Apparently, HP's preferred course of action is spinning its Personal Systems Group off into its own entity. But that's not necessarily what will happen. Would our world as enthusiasts change if HP ended up selling its PC business? Chris and Alan discuss.
Alan: Yeah, a lot HP monitors use LG panels, so just switching to Samsung would be a great move. Samsung could be going for the Best Buy, Walmart, Costco PC buyer, which isn't a bad market to have.
Actually the best move for Samsung is to only partner with whoever buys HP. The organization buying HP needs to be more cost efficient. If Samsung meets with said organization and offers superior pricing for a pure Samsung-supplied DRAM, hard drive, SSD, and LCD, Samsung would win without actually taking on extra risk.
Whenever there's Samsung, there's LG. LG also makes excellent notebooks, but unlike Samsung, LG doesn't sell its notebooks in the US. An acquisition of HP PC business would provide LG with many of the same benefits that Lenovo's acquisition of IBM had. LG would gain the business expertise required for managing a multinational PC corporation that it currently lacks. It would gain access to a wider market than it currently owns and leapfrog its PC business.
Like Samsung, LG has been aggressive with smart appliances, and that’s where webOS would be valuable. Its TVs already feature an App store! Since LG uses Plex to power its media streaming, it could use a consumer line of PC products preinstalled with the Plex Server to showcase home entertainment products. Like Lenovo, LG would have to purchase HP's business and keep it largely intact. From a financial standpoint, this works in the short term. Long term, LG won't have the ability to do anything that HP couldn't. It could get a few years of profitable business—remember HP personal computing division actually makes a profit. It's the long-term goal of sustaining that profit that will be tough. In this last financial quarter, LG Home Entertainment actually turned a profit when everyone else was losing money. Samsung is probably the more likely candidate, but it all depends on the vision of the CEO and what HP is willing to sell its PC business for.

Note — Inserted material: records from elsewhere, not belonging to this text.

//! Stochastic multi-server queueing simulation.
//!
//! Synthetic clients arrive according to a sampled inter-arrival process,
//! are dispatched to a fixed pool of server threads (or queued when all are
//! busy), are serviced for a sampled duration, and are observed throughout
//! by subscribers of a lifecycle event bus.

#![warn(
    missing_docs,
    trivial_casts,
    trivial_numeric_casts,
    unused_import_braces,
    unused_qualifications
)]
#![warn(clippy::all, clippy::pedantic)]
#![allow(
    clippy::module_name_repetitions,
    clippy::default_trait_access,
    clippy::inline_always
)]

use std::sync::atomic::{AtomicU64, Ordering};
use std::time::Duration;

use derive_more::{Display, From, Into};

mod distribution;
pub use distribution::{
    DistributionConfig, DistributionError, Erlang, Exponential, HyperExponential, Sampler, Weibull,
};

mod queue;
pub use queue::ClientQueue;

mod event;
pub use event::{Event, EventBus, EventBusHandle, EventReceiver, Subscriber};

mod server;
pub use server::Server;

mod dispatch;
pub use dispatch::Dispatcher;

mod simulation;
pub use simulation::{RunState, Simulation};

mod stats;
pub use stats::{Statistician, StatsError, Summary};

mod progress;
pub use progress::ProgressReporter;

mod cancel;
pub use cancel::CancellationToken;

/// Interval at which worker loops re-check their cancellation tokens while
/// waiting for work.
pub const POLL_INTERVAL: Duration = Duration::from_millis(1);

/// Client ID, unique within a simulation run.
#[derive(From, Into, Debug, PartialEq, PartialOrd, Eq, Ord, Copy, Clone, Hash, Display)]
pub struct ClientId(u64);

/// Server ID.
#[derive(From, Into, Debug, PartialEq, PartialOrd, Eq, Ord, Copy, Clone, Hash, Display)]
pub struct ServerId(usize);

/// A unit of work entering the simulated system. Carries nothing but its
/// identity; all interesting state lives in the components handling it.
#[derive(Debug, Copy, Clone, PartialEq, Eq, Hash, Display)]
#[display(fmt = "client {}", id)]
pub struct Client {
    id: ClientId,
}

impl Client {
    /// The ID of this client, unique throughout the entire simulation.
    #[must_use]
    pub fn id(&self) -> ClientId {
        self.id
    }
}

/// Creates clients with incrementing IDs.
///
/// The counter is atomic, so a factory can be shared between threads,
/// although in practice only the arrival loop generates clients.
#[derive(Debug, Default)]
pub struct ClientFactory {
    next_id: AtomicU64,
}

impl ClientFactory {
    /// Constructs a factory starting at ID 0.
    #[must_use]
    pub fn new() -> Self {
        Self::default()
    }

    /// Generates the next client.
    pub fn generate(&self) -> Client {
        let id = ClientId::from(self.next_id.fetch_add(1, Ordering::Relaxed));
        log::debug!("client {} has been generated", id);
        Client { id }
    }
}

Chris: I think that LG's lack of a business computing play similarly hurts its chances of succeeding by running the business like HP. It'd need a different approach entirely. If anything, I wonder (and doubt) that the addition of PC business and webOS would add enough to LG's already-divergent direction to warrant considering this a viable move, though.
Alan: Yeah, I'm just throwing it out there. Last, you have a private equity consortium. Private equity firms love to buy distressed companies, turn them around, and then sell them for a profit. To do this though, HP has to be sold at a fire sale price.
HP's plan to exit the PC market while it’s in the #1 position means that it has no confidence in the long-term success of the PC. This is the only time I can recall in history that a company in the #1 position has decided to bail out. There are three scenarios that can play out.
One, HP is acquired by a firm that is able to succeed where HP could not. Samsung is one such company that could potentially have lower manufacturing costs and more economies of scale. If this happens, mainstream consumers will win with cheaper hardware. Unfortunately, this will also shift the balance of power between building and buying a computer. If HP-Samsung actually happens, and Samsung is able to decrease the cost of manufacturing even further, then enthusiasts lose. The cost of components from Newegg and a Windows 7 software license would be more than buying a pre-fab machine from Best Buy. Enthusiasts would be more likely to buy and upgrade such a machine than build their own. That means add-in board manufacturers and CPU cooler manufacturers, and all the small companies making unique products for the PC would die out.
Chris: This is far from a certainty, though, for two reasons. First, the factors that compel enthusiasts to build today won't change. You'll still end up with tier-one boxes loaded with garbage software, leaning on cost-reduced boards that lack much of the functionality an enthusiast is ultimately looking for. Second, Samsung's manufacturing extends to memory, storage, and display technology? With the possible exception of SSDs (and this being less true over time), I don't see where you'd get a lot of added value from a Samsung-built PC. I certainly wouldn't anticipate savings significant enough to alter the enthusiast's mind-share and compel do-it-yourselfers to start gutting Samsung machines.